O setor industrial teve queda de 3,5% no ano passado, divulgou o Instituto Brasileiro de Geografia e Estatística. O resultado combina os recuos de 4,3% da indústria de transformação e de 7% da construção civil, com a alta de 1,3% da indústria extrativa, que se beneficiou do crescimento da extração de petróleo e gás e da alta no preço da commodity.

No segmento de transformação, os destaques negativos foram a indústria automotiva, metalurgia, artigos de vestuário e acessórios e máquinas e equipamentos. Do lado positivo, as indústrias de alimentos, farmacêutica e de material de limpeza refletem o consumo de itens que se mantiveram constantes e até cresceram durante a pandemia do novo coronavírus.

Segundo o economista-chefe da Confederação Nacional da Indústria (CNI), Renato da Fonseca, o resultado era esperado. “Quando fizemos a primeira análise, em maio de 2020, a nossa percepção era de uma queda até maior, de 4,2%. A boa notícia é a manutenção do crescimento, por conta do desempenho do quarto trimestre”, afirmou. No último trimestre do ano, o PIB da indústria cresceu 1,9%, puxado pelo setor de transformação, com alta de 4,9%.

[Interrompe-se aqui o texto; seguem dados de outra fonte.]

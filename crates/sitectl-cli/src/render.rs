use std::io::IsTerminal;
use std::time::{Duration, Instant};

use anstyle::{AnsiColor, Effects, Style};
use indicatif::{HumanCount, ProgressBar, ProgressStyle};
use sitectl_core::{ActionPlan, Warning};
use sitectl_installer::{BatchReport, RunMetadata};
use sitectl_upgrade::{AddonUpgradeReport, Preflight, RunReport, UpgradePhase};

#[derive(Copy, Clone, Debug, Eq, PartialEq)]
pub(crate) enum OutputStyle {
    Plain,
    Rich,
}

#[derive(Copy, Clone, Debug, Eq, PartialEq)]
enum UiMode {
    Plain,
    Interactive,
}

pub(crate) fn current_output_style() -> OutputStyle {
    let no_color = std::env::var_os("NO_COLOR").is_some_and(|value| !value.is_empty());
    if no_color || !std::io::stdout().is_terminal() {
        OutputStyle::Plain
    } else {
        OutputStyle::Rich
    }
}

#[derive(Copy, Clone, Debug)]
pub(crate) struct TerminalRenderer {
    style: OutputStyle,
    mode: UiMode,
}

pub(crate) struct TerminalProgress {
    style: OutputStyle,
    label: String,
    total: u64,
    current: u64,
    progress_bar: Option<ProgressBar>,
    started_at: Instant,
}

impl TerminalRenderer {
    pub(crate) fn from_style(style: OutputStyle) -> Self {
        Self {
            style,
            mode: ui_mode_from_style(style),
        }
    }

    pub(crate) fn current() -> Self {
        Self::from_style(current_output_style())
    }

    pub(crate) fn style(self) -> OutputStyle {
        self.style
    }

    pub(crate) fn print_status(self, status: &str, message: &str) {
        println!("{}", render_status_line(self.style, status, message));
    }

    pub(crate) fn print_section(self, title: &str) {
        if let Some(line) = render_section_header(self.mode, title) {
            println!();
            let rendered = match self.style {
                OutputStyle::Plain => line,
                OutputStyle::Rich => colorize(section_style(), &line),
            };
            println!("{rendered}");
        }
    }

    pub(crate) fn start_progress(self, label: &str, total: u64) -> TerminalProgress {
        let progress_bar = if self.style == OutputStyle::Rich {
            let progress_bar = ProgressBar::new(total.max(1));
            if let Ok(style) = ProgressStyle::with_template(
                "{spinner:.cyan.bold} {msg:<12} [{bar:20.cyan/blue}] {pos:>3}/{len:3} {elapsed_precise}",
            ) {
                progress_bar.set_style(
                    style
                        .tick_chars(progress_tick_chars(label))
                        .progress_chars("=>-"),
                );
            }
            progress_bar.set_message(label.to_string());
            progress_bar.enable_steady_tick(Duration::from_millis(80));
            Some(progress_bar)
        } else {
            None
        };

        TerminalProgress {
            style: self.style,
            label: label.to_string(),
            total,
            current: 0,
            progress_bar,
            started_at: Instant::now(),
        }
    }

    pub(crate) fn print_lines(self, lines: &[String]) {
        for line in lines {
            println!("{line}");
        }
    }
}

impl TerminalProgress {
    pub(crate) fn set(&mut self, current: u64) {
        self.current = current.min(self.total);

        let Some(progress_bar) = &self.progress_bar else {
            return;
        };

        let safe_total = self.total.max(1);
        progress_bar.set_length(safe_total);
        progress_bar.set_position(self.current.min(safe_total));
    }

    /// Prints above the bar so it is not overwritten.
    pub(crate) fn println(&self, line: &str) {
        match &self.progress_bar {
            Some(progress_bar) => progress_bar.println(line),
            None => println!("{line}"),
        }
    }

    pub(crate) fn finish_success(mut self) {
        let Some(progress_bar) = self.progress_bar.take() else {
            return;
        };

        progress_bar.finish_and_clear();
        if let Some(line) = render_progress_line(
            self.style,
            &self.label,
            self.current,
            self.total,
            Some(self.started_at.elapsed()),
        ) {
            println!("{line}");
        }
    }
}

pub(crate) fn render_status_line(style: OutputStyle, status: &str, message: &str) -> String {
    match style {
        OutputStyle::Plain => message.to_string(),
        OutputStyle::Rich => format!("[{}] {message}", status.to_ascii_uppercase()),
    }
}

fn format_elapsed(elapsed: Duration) -> String {
    let secs = elapsed.as_secs();
    let millis = elapsed.subsec_millis();
    format!("{secs}.{millis:03}s")
}

fn progress_tick_chars(label: &str) -> &'static str {
    match label {
        "add" => ".oO@* ",
        "upgrade" => "-=~* ",
        "update" => "<^>v ",
        "remove" => "\\|/- ",
        _ => "|/-\\ ",
    }
}

fn section_style() -> Style {
    Style::new()
        .fg_color(Some(AnsiColor::BrightBlue.into()))
        .effects(Effects::BOLD)
}

fn progress_label_style() -> Style {
    Style::new()
        .fg_color(Some(AnsiColor::BrightCyan.into()))
        .effects(Effects::BOLD)
}

fn progress_bar_style() -> Style {
    Style::new().fg_color(Some(AnsiColor::BrightBlue.into()))
}

fn colorize(style: Style, text: &str) -> String {
    format!("{}{}{}", style.render(), text, style.render_reset())
}

fn ui_mode_from_style(style: OutputStyle) -> UiMode {
    match style {
        OutputStyle::Plain => UiMode::Plain,
        OutputStyle::Rich => UiMode::Interactive,
    }
}

fn render_section_header(mode: UiMode, title: &str) -> Option<String> {
    match mode {
        UiMode::Plain => None,
        UiMode::Interactive => Some(format!("== {title} ==")),
    }
}

fn render_progress_line(
    style: OutputStyle,
    label: &str,
    current: u64,
    total: u64,
    elapsed: Option<Duration>,
) -> Option<String> {
    if style == OutputStyle::Plain {
        return None;
    }

    let width = 18_usize;
    let safe_total = total.max(1);
    let bounded_current = current.min(safe_total);
    let filled = ((bounded_current as usize) * width) / (safe_total as usize);
    let bar = format!(
        "{}{}",
        "=".repeat(filled),
        "-".repeat(width.saturating_sub(filled))
    );
    let percent = (bounded_current * 100) / safe_total;
    let counts = format!("{}/{}", HumanCount(current), HumanCount(total));
    let suffix = elapsed
        .map(|value| format!(" complete in {}", format_elapsed(value)))
        .unwrap_or_default();

    Some(format!(
        "{} [{}] {:>3}% {}{}",
        colorize(progress_label_style(), label),
        colorize(progress_bar_style(), &bar),
        percent,
        counts,
        suffix
    ))
}

pub(crate) fn format_plan_lines(plan: &ActionPlan) -> Vec<String> {
    if plan.is_empty() {
        return vec!["nothing to do".to_string()];
    }
    plan.ordered()
        .into_iter()
        .map(|request| format!("{} {}", request.action, request.full_name))
        .collect()
}

pub(crate) fn format_warning_lines(style: OutputStyle, warnings: &[Warning]) -> Vec<String> {
    warnings
        .iter()
        .map(|warning| {
            render_status_line(
                style,
                "warn",
                &format!("{}: {}", warning.kind.as_str(), warning.message),
            )
        })
        .collect()
}

pub(crate) fn format_batch_summary(report: &BatchReport) -> String {
    format!(
        "added={} removed={} updated={} failed={}",
        report.added, report.removed, report.updated, report.failed
    )
}

pub(crate) fn format_run_report_lines(
    operation: &str,
    report: &RunReport,
    style: OutputStyle,
) -> Vec<String> {
    let ctx = &report.context;
    let mut lines = Vec::new();
    let target = format!(
        "{} {} -> {} {}",
        ctx.old_repository, ctx.old_branch, ctx.new_repository, ctx.new_branch
    );
    match &report.failure {
        None => lines.push(render_status_line(
            style,
            "ok",
            &format!("{operation} completed: {target}"),
        )),
        Some(failure) if failure.is_cancellation() => lines.push(render_status_line(
            style,
            "warn",
            &format!("{operation} {failure}"),
        )),
        Some(failure) => lines.push(render_status_line(
            style,
            "fail",
            &format!("{operation} failed in phase {}: {failure}", previous_phase(report)),
        )),
    }

    let phases = ctx
        .phases
        .iter()
        .map(|phase| phase.as_str())
        .collect::<Vec<_>>();
    if !phases.is_empty() {
        lines.push(format!("phases: {}", phases.join(" > ")));
    }
    if report.actions.total() > 0 {
        lines.push(format!("addons: {}", format_batch_summary(&report.actions)));
    }
    if !report.held_back.is_empty() {
        lines.push(format!("held back: {}", report.held_back.join(", ")));
    }
    lines.extend(format_warning_lines(style, &ctx.warnings));
    if let Some(run_id) = &report.run_id {
        lines.push(format!("run: {run_id}"));
    }
    lines
}

/// The last working phase a failed run reached.
fn previous_phase(report: &RunReport) -> &'static str {
    report
        .context
        .phases
        .iter()
        .rev()
        .find(|phase| !matches!(phase, UpgradePhase::Failed | UpgradePhase::Unblocked))
        .map(|phase| phase.as_str())
        .unwrap_or("idle")
}

pub(crate) fn format_preflight_lines(preflight: &Preflight, style: OutputStyle) -> Vec<String> {
    let mut lines = Vec::new();
    if preflight.unavailable.is_empty() && preflight.unknown_on_disk.is_empty() {
        lines.push(render_status_line(
            style,
            "ok",
            &format!("every installed addon is available for branch {}", preflight.branch),
        ));
    }
    for full_name in &preflight.unavailable {
        lines.push(render_status_line(
            style,
            "warn",
            &format!("{full_name} has no release for branch {}", preflight.branch),
        ));
    }
    for full_name in &preflight.unknown_on_disk {
        lines.push(render_status_line(
            style,
            "warn",
            &format!("{full_name} is on disk but unknown to the catalog"),
        ));
    }
    lines.extend(format_warning_lines(style, &preflight.warnings));
    lines
}

pub(crate) fn format_addon_upgrade_lines(
    report: &AddonUpgradeReport,
    style: OutputStyle,
) -> Vec<String> {
    let status = if report.actions.failed == 0 { "ok" } else { "warn" };
    let mut lines = vec![render_status_line(
        style,
        status,
        &format!(
            "addons upgraded for branch {}: {}",
            report.branch,
            format_batch_summary(&report.actions)
        ),
    )];
    lines.extend(format_warning_lines(style, &report.warnings));
    lines
}

pub(crate) fn format_run_list_lines(runs: &[RunMetadata]) -> Vec<String> {
    if runs.is_empty() {
        return vec!["no recorded runs".to_string()];
    }
    runs.iter()
        .map(|run| {
            let branches = match (&run.from_branch, &run.to_branch) {
                (Some(from), Some(to)) if from != to => format!(" {from} -> {to}"),
                (Some(from), _) => format!(" {from}"),
                (None, Some(to)) => format!(" -> {to}"),
                (None, None) => String::new(),
            };
            format!(
                "{} {} {}{}",
                run.run_id, run.operation, run.status, branches
            )
        })
        .collect()
}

No entanto, Fonseca destacou que a expectativa para 2021 é incerta por conta da segunda onda de contaminação de covid-19. “Na verdade, a indústria voltou para onde estava, mas ainda não tinha se recuperado totalmente. Entramos em 2020 com a expectativa de que poderíamos melhorar, mas veio a pandemia. O setor entrou numa crise muito forte e conseguiu sair dela. Isso é positivo”, avaliou.

Daqui para frente, porém, não será suficiente recuperar o ritmo de crescimento anterior à pandemia. “A quantidade de desempregados é muito maior agora. Precisamos fazer as reformas para aumentar a competitividade”, alertou.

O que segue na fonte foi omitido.